Deer presents a unique set of challenges when it comes to gardening. Over the years, the one thing that I have learned is that each herd of deer eats differently so your gardening may require patience and experimentation. A good example is that I know a gardener in the Salisbury area, and deer do not bother to eat his hosta plants. In most cases, deer find hosta plants as “salad.”

You need to understand that we are the ones that have invaded their habitat. We have destroyed much of the natural areas used to provide their needed food and shelter. But not now. And, we need to understand that deer are over populated. I want everyone to know that deer munching on your plants is not unusual. Most deer are challenging to address because, during a brutal winter, deer will eat almost anything when starving. A full-size deer will eat approximately six pounds of foliage a day.

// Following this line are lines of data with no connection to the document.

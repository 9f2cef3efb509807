//! Request handling: message decoding, dispatch to the REPL, and the event
//! loop that ties the peer session to the REPL.

mod dispatch;
mod event_loop;
mod protocol;
mod runtime;


pub use dispatch::{dispatch, handle_message, DispatchSettings};
pub use event_loop::{run_event_loop, BridgeContext, LoopExit, LoopSettings};
pub use protocol::{
    decode_request, request_from_term, DecodeError, ErrorReason, Request, Response,
};
pub use runtime::{run_bridge, READY_LINE};
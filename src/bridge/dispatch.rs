use super::protocol::{decode_request, ErrorReason, Request, Response};
use crate::repl::{find_marker, ReadResult, ReplSession};
use crate::ShutdownFlag;
use std::time::Duration;
use tracing::{debug, warn};

/// Substrings Maude uses to flag problems while loading a file.
const LOAD_FAILURE_MARKERS: [&[u8]; 2] = [b"Error", b"Warning"];

/// Per-request limits.
#[derive(Debug, Clone)]
pub struct DispatchSettings {
    pub command_timeout: Duration,
    pub max_output_bytes: usize,
    /// Log command and output text at debug level.
    pub log_content: bool,
}

/// Decode a raw message and run it; malformed input becomes an error reply.
pub fn handle_message<R: ReplSession>(
    repl: &mut R,
    shutdown: &ShutdownFlag,
    settings: &DispatchSettings,
    payload: &[u8],
) -> Response {
    match decode_request(payload) {
        Ok(request) => dispatch(repl, shutdown, settings, request),
        Err(err) => {
            warn!(code = err.code(), "rejecting message: {err}");
            Response::code(err.code())
        }
    }
}

/// Run one request against the REPL and build its reply.
pub fn dispatch<R: ReplSession>(
    repl: &mut R,
    shutdown: &ShutdownFlag,
    settings: &DispatchSettings,
    request: Request,
) -> Response {
    match request {
        Request::Ping => Response::Pong,
        Request::Stop => {
            debug!("stop requested by peer");
            shutdown.request();
            Response::Ack
        }
        Request::Execute(command) => {
            if settings.log_content {
                debug!(command = %String::from_utf8_lossy(&command), "execute");
            }
            if let Err(err) = repl.write_command(&command, settings.command_timeout) {
                warn!("failed to send command to REPL: {err}");
                return Response::code("send_failed");
            }
            match run_until_prompt(repl, settings, "read_failed") {
                Ok(output) => Response::Ok(output),
                Err(response) => response,
            }
        }
        Request::LoadFile(path) => {
            let mut command = b"load ".to_vec();
            command.extend_from_slice(&path);
            debug!(path = %String::from_utf8_lossy(&path), "load_file");
            if let Err(err) = repl.write_command(&command, settings.command_timeout) {
                warn!("failed to send load to REPL: {err}");
                return Response::code("load_send_failed");
            }
            match run_until_prompt(repl, settings, "load_read_failed") {
                Ok(output) if reports_load_failure(&output) => {
                    Response::Error(ErrorReason::Detail(output))
                }
                Ok(_) => Response::Ack,
                Err(response) => response,
            }
        }
        Request::Unrecognized => Response::code("unknown_command"),
    }
}

fn run_until_prompt<R: ReplSession>(
    repl: &mut R,
    settings: &DispatchSettings,
    read_failed: &'static str,
) -> Result<Vec<u8>, Response> {
    match repl.read_until_prompt(settings.max_output_bytes, settings.command_timeout) {
        ReadResult::Complete(output) => {
            if settings.log_content {
                debug!(output = %String::from_utf8_lossy(&output), "REPL output");
            } else {
                debug!(bytes = output.len(), "REPL output");
            }
            Ok(output)
        }
        ReadResult::Timeout(partial) => {
            warn!(
                timeout_ms = settings.command_timeout.as_millis() as u64,
                partial_bytes = partial.len(),
                "REPL did not return to its prompt"
            );
            Err(Response::code("timeout"))
        }
        ReadResult::Eof => {
            warn!(alive = repl.is_alive(), "REPL closed its output");
            Err(Response::code("eof"))
        }
        ReadResult::IoError(err) => {
            warn!("reading REPL output failed: {err}");
            Err(Response::code(read_failed))
        }
    }
}

fn reports_load_failure(output: &[u8]) -> bool {
    LOAD_FAILURE_MARKERS
        .iter()
        .any(|marker| find_marker(output, marker).is_some())
}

One way to lessen your frustration with deer is to plant more deer-resistant plants. Your first line of defense against deer is always intelligent plant selection. In a nutshell, any plant that has a scent or smell of deer typically will not bother. This is why boxwood and herbs are pretty safe from deer damage. I have a handout that lists deer-resistant plants. In addition, plants that are prickly or have fuzzy leaves are plants that deer tend to stay away from. Again, I wish the deer could read this list. One thing that I have learned about deer-resistant plants is that deer, when starving, will try to eat anything. They may spit out the plant, but they still damage it.

Another thought to deter deer is having a dog. Dogs will typically chase deer off your property.

Deer deterrent sprays are an option. We sell different deterrent sprays. Using a couple of different sprays and alternating use is recommended. Some homeowners make their sprays using eggs, hot sauce, garlic juice, cayenne pepper, etc. The downside of sprays is that you must apply them faithfully and regularly.

Some homeowners have successfully used human hair, bath soaps, blood, etc. One homeowner that I met will go to a barbershop and collect hair to use. Deer fencing is an option, but not for everyone. Another product that has success is Milorganite. We sell Milorganite. It’s a good product that has a smell to deter deer, and it is also a plant food.

So, good luck with deterring and reducing deer damage to your valued plants this winter.